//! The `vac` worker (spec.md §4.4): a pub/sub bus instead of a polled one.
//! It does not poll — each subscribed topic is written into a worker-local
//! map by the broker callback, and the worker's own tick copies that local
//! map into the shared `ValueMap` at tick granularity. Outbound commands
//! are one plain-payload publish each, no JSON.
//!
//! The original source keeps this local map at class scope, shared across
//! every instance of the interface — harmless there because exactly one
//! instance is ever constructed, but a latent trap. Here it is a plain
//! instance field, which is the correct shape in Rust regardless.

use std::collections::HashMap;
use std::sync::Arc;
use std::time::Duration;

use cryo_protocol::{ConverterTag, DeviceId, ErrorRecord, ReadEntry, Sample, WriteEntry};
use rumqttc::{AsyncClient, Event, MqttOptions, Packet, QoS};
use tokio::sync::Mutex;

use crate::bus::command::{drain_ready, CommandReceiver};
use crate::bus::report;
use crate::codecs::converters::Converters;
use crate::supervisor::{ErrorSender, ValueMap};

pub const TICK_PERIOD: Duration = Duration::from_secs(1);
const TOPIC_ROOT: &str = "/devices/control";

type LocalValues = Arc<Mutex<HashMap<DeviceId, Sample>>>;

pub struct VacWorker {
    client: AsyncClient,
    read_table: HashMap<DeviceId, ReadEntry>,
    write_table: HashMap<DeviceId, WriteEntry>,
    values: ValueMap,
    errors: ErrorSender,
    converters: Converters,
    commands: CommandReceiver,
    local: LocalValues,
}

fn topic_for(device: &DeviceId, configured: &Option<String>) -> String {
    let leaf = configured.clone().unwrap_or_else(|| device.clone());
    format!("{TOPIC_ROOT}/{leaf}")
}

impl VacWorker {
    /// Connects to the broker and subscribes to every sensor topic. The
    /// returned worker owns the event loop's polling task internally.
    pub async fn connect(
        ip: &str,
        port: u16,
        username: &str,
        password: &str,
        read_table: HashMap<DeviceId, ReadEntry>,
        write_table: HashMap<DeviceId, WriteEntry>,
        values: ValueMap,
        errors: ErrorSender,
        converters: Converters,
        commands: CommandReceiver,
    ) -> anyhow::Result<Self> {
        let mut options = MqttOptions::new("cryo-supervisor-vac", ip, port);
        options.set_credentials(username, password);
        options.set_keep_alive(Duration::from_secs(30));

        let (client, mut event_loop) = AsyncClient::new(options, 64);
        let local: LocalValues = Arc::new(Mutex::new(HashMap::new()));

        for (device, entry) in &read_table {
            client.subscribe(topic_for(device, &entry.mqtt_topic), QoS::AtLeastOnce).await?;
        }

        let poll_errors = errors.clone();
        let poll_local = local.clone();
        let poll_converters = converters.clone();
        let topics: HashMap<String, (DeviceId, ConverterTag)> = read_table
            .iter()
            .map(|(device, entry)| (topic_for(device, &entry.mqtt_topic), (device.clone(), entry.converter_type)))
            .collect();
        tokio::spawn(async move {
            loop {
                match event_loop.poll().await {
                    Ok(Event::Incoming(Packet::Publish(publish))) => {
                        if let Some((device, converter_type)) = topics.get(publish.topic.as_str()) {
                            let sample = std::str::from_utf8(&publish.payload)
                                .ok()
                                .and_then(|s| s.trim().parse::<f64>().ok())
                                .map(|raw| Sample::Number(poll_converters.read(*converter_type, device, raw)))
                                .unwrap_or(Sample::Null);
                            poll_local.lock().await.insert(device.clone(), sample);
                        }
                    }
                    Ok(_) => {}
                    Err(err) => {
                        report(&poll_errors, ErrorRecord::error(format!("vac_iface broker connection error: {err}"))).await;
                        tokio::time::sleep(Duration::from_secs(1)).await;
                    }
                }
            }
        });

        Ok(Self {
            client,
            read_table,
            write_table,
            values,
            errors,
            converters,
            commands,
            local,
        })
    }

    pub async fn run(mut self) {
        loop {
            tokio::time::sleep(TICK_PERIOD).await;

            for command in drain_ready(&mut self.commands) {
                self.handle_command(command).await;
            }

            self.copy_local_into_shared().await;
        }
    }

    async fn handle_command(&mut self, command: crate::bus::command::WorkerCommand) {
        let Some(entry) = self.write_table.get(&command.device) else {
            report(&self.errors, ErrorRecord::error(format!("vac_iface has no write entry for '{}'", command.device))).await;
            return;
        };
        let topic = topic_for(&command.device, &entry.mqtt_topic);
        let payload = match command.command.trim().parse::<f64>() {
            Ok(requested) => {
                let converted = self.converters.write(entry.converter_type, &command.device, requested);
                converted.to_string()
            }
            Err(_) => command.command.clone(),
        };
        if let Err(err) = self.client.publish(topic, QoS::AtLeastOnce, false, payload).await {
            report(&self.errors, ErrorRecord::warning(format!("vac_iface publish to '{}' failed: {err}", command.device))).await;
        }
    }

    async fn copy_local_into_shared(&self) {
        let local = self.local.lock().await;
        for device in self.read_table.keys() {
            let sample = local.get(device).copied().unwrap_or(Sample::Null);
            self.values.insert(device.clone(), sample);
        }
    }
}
○ ○ ○ ○ ○ ○ ○
= TASK PROMPT =
Transcribe the listing above line for line, from the first line to the line containing "use crate::bus::report;", inclusive, with no other lines.

= YOUR SOLUTION =
//! The `vac` worker (spec.md §4.4): a pub/sub bus instead of a polled one.
//! It does not poll — each subscribed topic is written into a worker-local
//! map by the broker callback, and the worker's own tick copies that local
//! map into the shared `ValueMap` at tick granularity. Outbound commands
//! are one plain-payload publish each, no JSON.
//!
//! The original source keeps this local map at class scope, shared across
//! every instance of the interface — harmless there because exactly one
//! instance is ever constructed, but a latent trap. Here it is a plain
//! instance field, which is the correct shape in Rust regardless.

use std::collections::HashMap;
use std::sync::Arc;
use std::time::Duration;

use cryo_protocol::{ConverterTag, DeviceId, ErrorRecord, ReadEntry, Sample, WriteEntry};
use rumqttc::{AsyncClient, Event, MqttOptions, Packet, QoS};
use tokio::sync::Mutex;

use crate::bus::command::{drain_ready, CommandReceiver};
use crate::bus::report;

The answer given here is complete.